Norwegian Grieg Seafood acquires Canadian salmon producer
By ANA staff
By ANA staff
Grieg Seafood ASA has signed Share Purchase Agreements for the acquisition of Grieg Newfoundland AS in Newfoundland, Canada. The Newfoundland project includes exclusivity for salmon farming in Placentia Bay, which has a farmable area bigger than the Faroe Islands.
The project currently comprises licenses for 11 sea sites. three licenses are approved, and another three are expected to be approved in 2020. The rest are in different stages of application, the company said. The project also includes a high-end recirculating aquaculture system (RAS) smolt facility, which began construction in April 2019. The project has a long-term annual harvest potential of 30 000 – 45 000 tonnes Atlantic salmon.
“For the past few years, we have focused on utilizing our existing licenses with success. This year, we will reach our target of 100 000 tonnes. Now we are ready for the next step on our growth journey. By developing salmon farming operations in Newfoundland, using cutting-edge technologies at all stages of the production process, we are strengthening our position as a global leader in sustainable salmon farming,” said Grieg Seafood CEO, Andreas Kvame.
“The US market is the world’s largest and fastest growing market for Atlantic salmon, but only a third of US demand is currently met by North American production. We already have a position in this market through our operations in British Columbia, where we have attained significant sales and marketing experience. With close proximity to important markets on the East Coast of the US, this acquisition significantly strengthens our US market exposure and opens up for synergies with existing operations.

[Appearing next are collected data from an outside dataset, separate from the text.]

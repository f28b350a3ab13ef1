//! Dialect readers
//!
//! Every reader turns its configured sources into one ordered collection of
//! [`ObjectDefinition`]s through [`DefinitionReader::read_definitions`].
//! Sources are read in order and each read starts from an empty collection,
//! so calling it twice yields equal results.

mod legacy;
mod markup;
mod programmatic;
mod spring_beans;
mod xml;
mod yaml;

use std::fmt;
use std::path::{Path, PathBuf};

use serde::{Deserialize, Serialize};

use crate::error::ReadError;
use crate::model::ObjectDefinition;

pub use legacy::LegacyXmlConfig;
pub use programmatic::{ObjectDeclaration, ProgrammaticConfig};
pub use spring_beans::SpringBeansConfig;
pub use xml::XmlConfig;
pub use yaml::YamlConfig;

/// Namespace of the legacy component dialect
pub const LEGACY_NS: &str =
    "http://www.springframework.org/springpython/schema/pycontainer-components";
/// Namespace of the current object dialect
pub const OBJECTS_NS: &str = "http://www.springframework.org/springpython/schema/objects";
/// Namespace of the current object dialect, schema version 1.1
pub const OBJECTS_NS_11: &str = "http://www.springframework.org/springpython/schema/objects/1.1";
/// Namespace of the bean dialect
pub const BEANS_NS: &str = "http://www.springframework.org/schema/beans";

/// Turns configured sources into object definitions
pub trait DefinitionReader {
    /// Read every configured source, in order, into a fresh collection
    fn read_definitions(&mut self) -> Result<Vec<ObjectDefinition>, ReadError>;
}

/// Where a reader takes its text from
#[derive(Debug, Clone, PartialEq, Eq)]
pub enum Source {
    File(PathBuf),
    /// In-memory text with a display name for error messages
    Inline { name: String, content: String },
}

impl Source {
    pub fn file(path: impl Into<PathBuf>) -> Self {
        Source::File(path.into())
    }

    pub fn inline(name: impl Into<String>, content: impl Into<String>) -> Self {
        Source::Inline {
            name: name.into(),
            content: content.into(),
        }
    }

    /// Human-readable location used in logs and errors
    pub fn location(&self) -> String {
        match self {
            Source::File(path) => path.display().to_string(),
            Source::Inline { name, .. } => name.clone(),
        }
    }

    /// Path of a file source
    pub fn path(&self) -> Option<&Path> {
        match self {
            Source::File(path) => Some(path),
            Source::Inline { .. } => None,
        }
    }

    pub fn load(&self) -> Result<String, ReadError> {
        match self {
            Source::File(path) => std::fs::read_to_string(path).map_err(|error| ReadError::Io {
                location: self.location(),
                error,
            }),
            Source::Inline { content, .. } => Ok(content.clone()),
        }
    }
}

impl From<PathBuf> for Source {
    fn from(path: PathBuf) -> Self {
        Source::File(path)
    }
}

impl From<&Path> for Source {
    fn from(path: &Path) -> Self {
        Source::File(path.to_path_buf())
    }
}

impl From<&str> for Source {
    fn from(path: &str) -> Self {
        Source::File(PathBuf::from(path))
    }
}

/// The file dialects a source can be written in
#[derive(Debug, Clone, Copy, PartialEq, Eq, Hash, Serialize, Deserialize, clap::ValueEnum)]
#[serde(rename_all = "kebab-case")]
pub enum Dialect {
    /// Legacy component markup
    Legacy,
    /// Current object markup (1.0 and 1.1 schemas)
    Objects,
    /// Bean markup
    SpringBeans,
    /// Structured text
    Yaml,
}

impl Dialect {
    /// Work out the dialect of a source from its extension or, for markup,
    /// from the namespace of its root element.
    pub fn detect(source: &Source) -> Result<Dialect, ReadError> {
        let by_extension = source
            .path()
            .and_then(|path| path.extension())
            .and_then(|ext| ext.to_str())
            .map(|ext| ext.to_ascii_lowercase());
        if matches!(by_extension.as_deref(), Some("yaml" | "yml")) {
            return Ok(Dialect::Yaml);
        }

        let location = source.location();
        let text = source.load()?;
        if !text.trim_start().starts_with('<') {
            // not markup; structured text is the only other dialect
            return Ok(Dialect::Yaml);
        }
        let document = markup::parse_document(&text, &location)?;
        let root = document.root_element();
        match root.tag_name().namespace() {
            Some(LEGACY_NS) => Ok(Dialect::Legacy),
            Some(OBJECTS_NS) | Some(OBJECTS_NS_11) => Ok(Dialect::Objects),
            Some(BEANS_NS) => Ok(Dialect::SpringBeans),
            other => Err(ReadError::malformed(
                location,
                format!(
                    "cannot tell the dialect of root element <{}> in namespace {:?}",
                    root.tag_name().name(),
                    other.unwrap_or("")
                ),
            )),
        }
    }

    /// A reader of this dialect over `sources`
    pub fn reader(self, sources: Vec<Source>) -> Box<dyn DefinitionReader> {
        match self {
            Dialect::Legacy => Box::new(LegacyXmlConfig::new(sources)),
            Dialect::Objects => Box::new(XmlConfig::new(sources)),
            Dialect::SpringBeans => Box::new(SpringBeansConfig::new(sources)),
            Dialect::Yaml => Box::new(YamlConfig::new(sources)),
        }
    }

    pub fn as_str(&self) -> &'static str {
        match self {
            Dialect::Legacy => "legacy",
            Dialect::Objects => "objects",
            Dialect::SpringBeans => "spring-beans",
            Dialect::Yaml => "yaml",
        }
    }
}

impl fmt::Display for Dialect {
    fn fmt(&self, f: &mut fmt::Formatter<'_>) -> fmt::Result {
        f.write_str(self.as_str())
    }
}

/// Read `sources` in order, grouping consecutive sources of the same dialect
/// into one reader. A `None` dialect is detected per source.
pub fn read_sources(
    sources: impl IntoIterator<Item = (Source, Option<Dialect>)>,
) -> Result<Vec<ObjectDefinition>, ReadError> {
    let mut groups: Vec<(Dialect, Vec<Source>)> = Vec::new();
    for (source, dialect) in sources {
        let dialect = match dialect {
            Some(dialect) => dialect,
            None => Dialect::detect(&source)?,
        };
        tracing::debug!(source = %source.location(), %dialect, "selected dialect");
        match groups.last_mut() {
            Some((last, group)) if *last == dialect => group.push(source),
            _ => groups.push((dialect, vec![source])),
        }
    }

    let mut objects = Vec::new();
    for (dialect, group) in groups {
        objects.extend(dialect.reader(group).read_definitions()?);
    }
    Ok(objects)
}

The Newfoundland project includes long-term exclusive farming rights to the Placentia Bay area. The marine sites are in an area with favourable biological conditions for salmon farming, the company said. The temperature profile is similar to Grieg Seafood’s Norwegian operations. Fluctuating temperatures in the water can occur in Newfoundland, with low temperatures in the winters and a recent incident of high summer temperatures in another part of the island. The area is highly isolated.